Listed records below:
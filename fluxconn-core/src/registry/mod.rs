//! Connection registry operations

mod manager;

pub use manager::ConnectionRegistry;
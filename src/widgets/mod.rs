pub mod chrome;
pub mod detail_viewer;
pub mod form;
pub mod header;
pub mod horizontal_menu;
pub mod listing;
pub mod options_bar;
pub mod search;
pub mod status_bar;

use crate::app::Effect;
use crossterm::event::KeyCode;
use ratatui::prelude::*;

/// A focusable pane that owns its scroll or cursor state.
pub trait Widget {
    fn render(&mut self, f: &mut Frame, area: Rect, focused: bool, tick: u64);
    fn on_key(&mut self, key: KeyCode) -> Vec<Effect> {
        let _ = key;
        Vec::new()
    }
}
End of Listed records.
**The task**:
Give back every entry, word for word.

**Task output**:
filename fluxconn-core/src/registry/mod.rs
//! Connection registry operations

mod manager;

pub use manager::ConnectionRegistry;
filename src/widgets/mod.rs
pub mod chrome;
pub mod detail_viewer;
pub mod form;
pub mod header;
pub mod horizontal_menu;
pub mod listing;
pub mod options_bar;
pub mod search;
pub mod status_bar;

use crate::app::Effect;
use crossterm::event::KeyCode;
use ratatui::prelude::*;

/// A focusable pane that owns its scroll or cursor state.
pub trait Widget {
    fn render(&mut self, f: &mut Frame, area: Rect, focused: bool, tick: u64);
    fn on_key(&mut self, key: KeyCode) -> Vec<Effect> {
        let _ = key;
        Vec::new()
    }
}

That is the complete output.